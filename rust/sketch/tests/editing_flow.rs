// This Source Code Form is subject to the terms of the Mozilla Public
// License, v. 2.0. If a copy of the MPL was not distributed with this
// file, You can obtain one at https://mozilla.org/MPL/2.0/.

//! End-to-end editing flow: build a two-room plan, split the shared wall in
//! the background, clone, and query.

use approx::assert_relative_eq;
use nalgebra::{Point2, Vector2};
use plan_lite_sketch::{
    clone_sketch_data, Background, Polygon, ReferencePointKind, Segment, Sketch, TopologyName,
};

fn p(x: f64, y: f64) -> Point2<f64> {
    Point2::new(x, y)
}

/// Kitchen (0..4) and living room (4..10) sharing the wall at x = 4.
fn plan() -> (Sketch, [plan_lite_sketch::FaceKey; 2], plan_lite_sketch::CurveKey) {
    let mut sketch = Sketch::new();
    let k: Vec<_> = [(0.0, 0.0), (4.0, 0.0), (10.0, 0.0), (10.0, 5.0), (4.0, 5.0), (0.0, 5.0)]
        .iter()
        .map(|&(x, y)| sketch.add_point(x, y))
        .collect();
    let l01 = sketch.add_line(k[0], k[1]).unwrap();
    let shared = sketch.add_line(k[1], k[4]).unwrap();
    let l45 = sketch.add_line(k[4], k[5]).unwrap();
    let l50 = sketch.add_line(k[5], k[0]).unwrap();
    let l12 = sketch.add_line(k[1], k[2]).unwrap();
    let l23 = sketch.add_line(k[2], k[3]).unwrap();
    let l34 = sketch.add_line(k[3], k[4]).unwrap();

    let kitchen_loop = sketch.add_wire(&[l01, shared, l45, l50]).unwrap();
    let living_loop = sketch.add_wire(&[l12, l23, l34, shared]).unwrap();
    let kitchen = sketch.add_face_with_loops(kitchen_loop, &[]).unwrap();
    let living = sketch.add_face_with_loops(living_loop, &[]).unwrap();
    sketch.face_mut(kitchen).unwrap().add_topo("1_kitchen");
    sketch.face_mut(living).unwrap().add_topo("2_living");

    sketch.set_background(Background::new(vec![Polygon::new(
        vec![
            Segment::line(p(0.0, 0.0), p(10.0, 0.0)),
            Segment::line(p(10.0, 0.0), p(10.0, 5.0)),
            Segment::line(p(10.0, 5.0), p(0.0, 5.0)),
            Segment::line(p(0.0, 5.0), p(0.0, 0.0)),
        ],
        Vec::new(),
    )]));
    (sketch, [kitchen, living], shared)
}

#[test]
fn shared_wall_is_one_edge() {
    let (sketch, faces, shared) = plan();
    let edges = sketch.all_edges_from_faces(&faces, false).unwrap();
    assert_eq!(edges.len(), 7);
    assert_eq!(edges.iter().filter(|&&e| e == shared).count(), 1);

    let uses = sketch.faces_by_edge(shared).unwrap();
    assert_eq!(uses.iter().map(|u| u.face).collect::<Vec<_>>(), faces.to_vec());
}

#[test]
fn exported_regions_are_normalized() {
    let (sketch, faces, _) = plan();
    for face in faces {
        let first = sketch.to_math_polygon(face).unwrap();
        let second = sketch.to_math_polygon(face).unwrap();
        assert_eq!(first, second);
        assert!(first.is_normalized());
    }
    assert_relative_eq!(sketch.face_area(faces[0]).unwrap(), 20.0);
    assert_relative_eq!(sketch.face_area(faces[1]).unwrap(), 30.0);

    let region = sketch.to_builder_region(faces[1]).unwrap();
    let topo: TopologyName = region.topo_name.unwrap().parse().unwrap();
    assert_eq!(topo.face_id, 2);
    assert_eq!(topo.name.as_deref(), Some("living"));
}

#[test]
fn background_split_follows_wall_edit() {
    let (mut sketch, _, _) = plan();
    let original = [Segment::line(p(0.0, 0.0), p(10.0, 0.0))];
    let replacement = [
        Segment::line(p(0.0, 0.0), p(4.0, 0.0)),
        Segment::line(p(4.0, 0.0), p(10.0, 0.0)),
    ];
    assert_eq!(sketch.change_background_by_edges(&original, &replacement).unwrap(), 1);
    assert_eq!(sketch.background_outer().len(), 5);
    assert_eq!(sketch.background_outer()[1], replacement[1]);
}

#[test]
fn clone_then_edit_leaves_source_alone() {
    let (sketch, faces, _) = plan();
    let mut copy = clone_sketch_data(&sketch);
    let copied_faces = copy.faces().to_vec();
    copy.copy_face(copied_faces[0], &Vector2::new(0.0, 10.0)).unwrap();
    copy.face_mut(copied_faces[1])
        .unwrap()
        .replace_topo_name("2_living", "1_kitchen");

    assert_eq!(sketch.face_count(), 2);
    assert_eq!(copy.face_count(), 3);
    assert_eq!(sketch.face(faces[1]).unwrap().topos(), &["2_living"]);
    assert_eq!(copy.face(copied_faces[1]).unwrap().topos(), &["1_kitchen"]);
}

#[test]
fn snapping_points_cover_the_plan() {
    let (sketch, _, _) = plan();
    let refs = sketch.reference_points();
    let endpoints = refs
        .iter()
        .filter(|r| r.kind == ReferencePointKind::Endpoint)
        .count();
    let midpoints = refs
        .iter()
        .filter(|r| r.kind == ReferencePointKind::Midpoint)
        .count();
    assert_eq!(endpoints, 6);
    assert_eq!(midpoints, 7);
    assert!(refs.iter().any(|r| r.point == p(4.0, 2.5)));
}

#[test]
fn dimensions_from_inside_a_room() {
    let (sketch, faces, _) = plan();
    let hits = sketch.face_dimensions(faces[1], &p(6.0, 1.0)).unwrap();
    assert_relative_eq!(hits.left.unwrap().distance, 2.0);
    assert_relative_eq!(hits.right.unwrap().distance, 4.0);
    assert_relative_eq!(hits.up.unwrap().distance, 4.0);
    assert_relative_eq!(hits.down.unwrap().distance, 1.0);
}
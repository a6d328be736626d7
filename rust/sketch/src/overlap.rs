// This Source Code Form is subject to the terms of the Mozilla Public
// License, v. 2.0. If a copy of the MPL was not distributed with this
// file, You can obtain one at https://mozilla.org/MPL/2.0/.

//! Curve-curve overlap classification.
//!
//! Two curves overlap when they share a stretch of positive length: collinear
//! lines whose parameter ranges intersect, or arcs/circles on the same circle
//! whose angular ranges intersect. Touching at a single point is not overlap.

use std::f64::consts::TAU;

use nalgebra::Vector2;

use crate::config::Tolerance;
use crate::segment::{normalize_angle, Segment};

/// Result of comparing two curves.
#[derive(Debug, Clone, Copy, PartialEq, Eq, Hash)]
pub enum CurveOverlap {
    /// No shared stretch.
    None,
    /// The curves share a stretch, but not their full extent.
    Overlap,
    /// The curves cover exactly the same stretch.
    TotallyOverlap,
}

impl CurveOverlap {
    /// Returns `true` for `Overlap` and `TotallyOverlap`.
    pub fn is_overlapping(&self) -> bool {
        !matches!(self, CurveOverlap::None)
    }
}

/// Classifies how two curves overlap.
pub fn classify_overlap(a: &Segment, b: &Segment, tol: &Tolerance) -> CurveOverlap {
    match (a, b) {
        (Segment::Line { start: a0, end: a1 }, Segment::Line { start: b0, end: b1 }) => {
            let d = a1 - a0;
            let len = d.norm();
            if len <= tol.length {
                return CurveOverlap::None;
            }
            let u = d / len;
            let n = Vector2::new(-u.y, u.x);
            if (b0 - a0).dot(&n).abs() > tol.length || (b1 - a0).dot(&n).abs() > tol.length {
                return CurveOverlap::None;
            }
            let t0 = (b0 - a0).dot(&u);
            let t1 = (b1 - a0).dot(&u);
            let (lo, hi) = if t0 <= t1 { (t0, t1) } else { (t1, t0) };
            classify_ranges((0.0, len), (lo, hi), tol.length)
        }
        (Segment::Line { .. }, _) | (_, Segment::Line { .. }) => CurveOverlap::None,
        _ => {
            let (Some(ac), Some(bc)) = (a.center(), b.center()) else {
                return CurveOverlap::None;
            };
            let (ar, br) = (radius_of(a), radius_of(b));
            if !tol.points_equal(&ac, &bc) || !tol.is_zero(ar - br) || ar <= tol.length {
                return CurveOverlap::None;
            }
            let ia = ccw_interval(a);
            let ib = ccw_interval(b);
            let shared = circular_overlap(ia, ib) * ar;
            if shared <= tol.length {
                return CurveOverlap::None;
            }
            let (la, lb) = (ia.1 * ar, ib.1 * ar);
            if tol.is_zero(la - lb) && shared >= la - tol.length {
                CurveOverlap::TotallyOverlap
            } else {
                CurveOverlap::Overlap
            }
        }
    }
}

/// Returns `true` if any curve of `a` overlaps any curve of `b`.
pub fn paths_overlap(a: &[Segment], b: &[Segment], tol: &Tolerance) -> bool {
    a.iter()
        .any(|ca| b.iter().any(|cb| classify_overlap(ca, cb, tol).is_overlapping()))
}

fn classify_ranges(a: (f64, f64), b: (f64, f64), eps: f64) -> CurveOverlap {
    let shared = a.1.min(b.1) - a.0.max(b.0);
    if shared <= eps {
        CurveOverlap::None
    } else if (a.0 - b.0).abs() <= eps && (a.1 - b.1).abs() <= eps {
        CurveOverlap::TotallyOverlap
    } else {
        CurveOverlap::Overlap
    }
}

fn radius_of(s: &Segment) -> f64 {
    match s {
        Segment::Arc { radius, .. } | Segment::Circle { radius, .. } => *radius,
        Segment::Line { .. } => 0.0,
    }
}

/// Counterclockwise `(start_angle, extent)` covered by an arc or circle.
fn ccw_interval(s: &Segment) -> (f64, f64) {
    match s {
        Segment::Circle { .. } => (0.0, TAU),
        _ => {
            let sweep = s.sweep();
            if sweep >= 0.0 {
                (normalize_angle(s.start_angle()), sweep)
            } else {
                (normalize_angle(s.start_angle() + sweep), -sweep)
            }
        }
    }
}

/// Largest angular stretch shared by two counterclockwise intervals.
fn circular_overlap(a: (f64, f64), b: (f64, f64)) -> f64 {
    [-TAU, 0.0, TAU]
        .iter()
        .map(|shift| {
            let bs = b.0 + shift;
            (a.0 + a.1).min(bs + b.1) - a.0.max(bs)
        })
        .fold(0.0, f64::max)
}

#[cfg(test)]
mod tests {
    use super::*;
    use nalgebra::Point2;

    fn p(x: f64, y: f64) -> Point2<f64> {
        Point2::new(x, y)
    }

    #[test]
    fn collinear_lines_overlap() {
        let tol = Tolerance::default();
        let a = Segment::line(p(0.0, 0.0), p(4.0, 0.0));
        let b = Segment::line(p(2.0, 0.0), p(6.0, 0.0));
        assert_eq!(classify_overlap(&a, &b, &tol), CurveOverlap::Overlap);
    }

    #[test]
    fn identical_lines_totally_overlap_in_either_direction() {
        let tol = Tolerance::default();
        let a = Segment::line(p(0.0, 0.0), p(4.0, 0.0));
        assert_eq!(classify_overlap(&a, &a.reversed(), &tol), CurveOverlap::TotallyOverlap);
    }

    #[test]
    fn touching_lines_do_not_overlap() {
        let tol = Tolerance::default();
        let a = Segment::line(p(0.0, 0.0), p(4.0, 0.0));
        let b = Segment::line(p(4.0, 0.0), p(6.0, 0.0));
        assert_eq!(classify_overlap(&a, &b, &tol), CurveOverlap::None);
    }

    #[test]
    fn parallel_offset_lines_do_not_overlap() {
        let tol = Tolerance::default();
        let a = Segment::line(p(0.0, 0.0), p(4.0, 0.0));
        let b = Segment::line(p(0.0, 0.2), p(4.0, 0.2));
        assert_eq!(classify_overlap(&a, &b, &tol), CurveOverlap::None);
    }

    #[test]
    fn concentric_arcs_overlap_across_zero_angle() {
        let tol = Tolerance::default();
        let c = p(0.0, 0.0);
        // -45°..45° and 0°..90°.
        let s = std::f64::consts::FRAC_1_SQRT_2;
        let a = Segment::arc(p(s, -s), p(s, s), c, false);
        let b = Segment::arc(p(1.0, 0.0), p(0.0, 1.0), c, false);
        assert_eq!(classify_overlap(&a, &b, &tol), CurveOverlap::Overlap);
        assert_eq!(classify_overlap(&b, &a.reversed(), &tol), CurveOverlap::Overlap);
    }

    #[test]
    fn arc_and_its_reverse_totally_overlap() {
        let tol = Tolerance::default();
        let a = Segment::arc(p(1.0, 0.0), p(0.0, 1.0), p(0.0, 0.0), false);
        assert_eq!(classify_overlap(&a, &a.reversed(), &tol), CurveOverlap::TotallyOverlap);
    }

    #[test]
    fn line_and_arc_never_overlap() {
        let tol = Tolerance::default();
        let a = Segment::arc(p(1.0, 0.0), p(0.0, 1.0), p(0.0, 0.0), false);
        let b = Segment::line(p(1.0, 0.0), p(0.0, 1.0));
        assert_eq!(classify_overlap(&a, &b, &tol), CurveOverlap::None);
    }

    #[test]
    fn paths_overlap_any_pair() {
        let tol = Tolerance::default();
        let a = vec![
            Segment::line(p(0.0, 0.0), p(1.0, 0.0)),
            Segment::line(p(1.0, 0.0), p(1.0, 1.0)),
        ];
        let b = vec![Segment::line(p(1.0, 0.5), p(1.0, 3.0))];
        assert!(paths_overlap(&a, &b, &tol));
        assert!(!paths_overlap(&a[..1], &b, &tol));
    }
}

◆ Assignment:
When you reach the line in the material above that holds "is not overlap.", begin reproducing lines exactly, and stop after the line that holds "let (lo, hi)".

◆ Exercise response:
//! whose angular ranges intersect. Touching at a single point is not overlap.

use std::f64::consts::TAU;

use nalgebra::Vector2;

use crate::config::Tolerance;
use crate::segment::{normalize_angle, Segment};

/// Result of comparing two curves.
#[derive(Debug, Clone, Copy, PartialEq, Eq, Hash)]
pub enum CurveOverlap {
    /// No shared stretch.
    None,
    /// The curves share a stretch, but not their full extent.
    Overlap,
    /// The curves cover exactly the same stretch.
    TotallyOverlap,
}

impl CurveOverlap {
    /// Returns `true` for `Overlap` and `TotallyOverlap`.
    pub fn is_overlapping(&self) -> bool {
        !matches!(self, CurveOverlap::None)
    }
}

/// Classifies how two curves overlap.
pub fn classify_overlap(a: &Segment, b: &Segment, tol: &Tolerance) -> CurveOverlap {
    match (a, b) {
        (Segment::Line { start: a0, end: a1 }, Segment::Line { start: b0, end: b1 }) => {
            let d = a1 - a0;
            let len = d.norm();
            if len <= tol.length {
                return CurveOverlap::None;
            }
            let u = d / len;
            let n = Vector2::new(-u.y, u.x);
            if (b0 - a0).dot(&n).abs() > tol.length || (b1 - a0).dot(&n).abs() > tol.length {
                return CurveOverlap::None;
            }
            let t0 = (b0 - a0).dot(&u);
            let t1 = (b1 - a0).dot(&u);
            let (lo, hi) = if t0 <= t1 { (t0, t1) } else { (t1, t0) };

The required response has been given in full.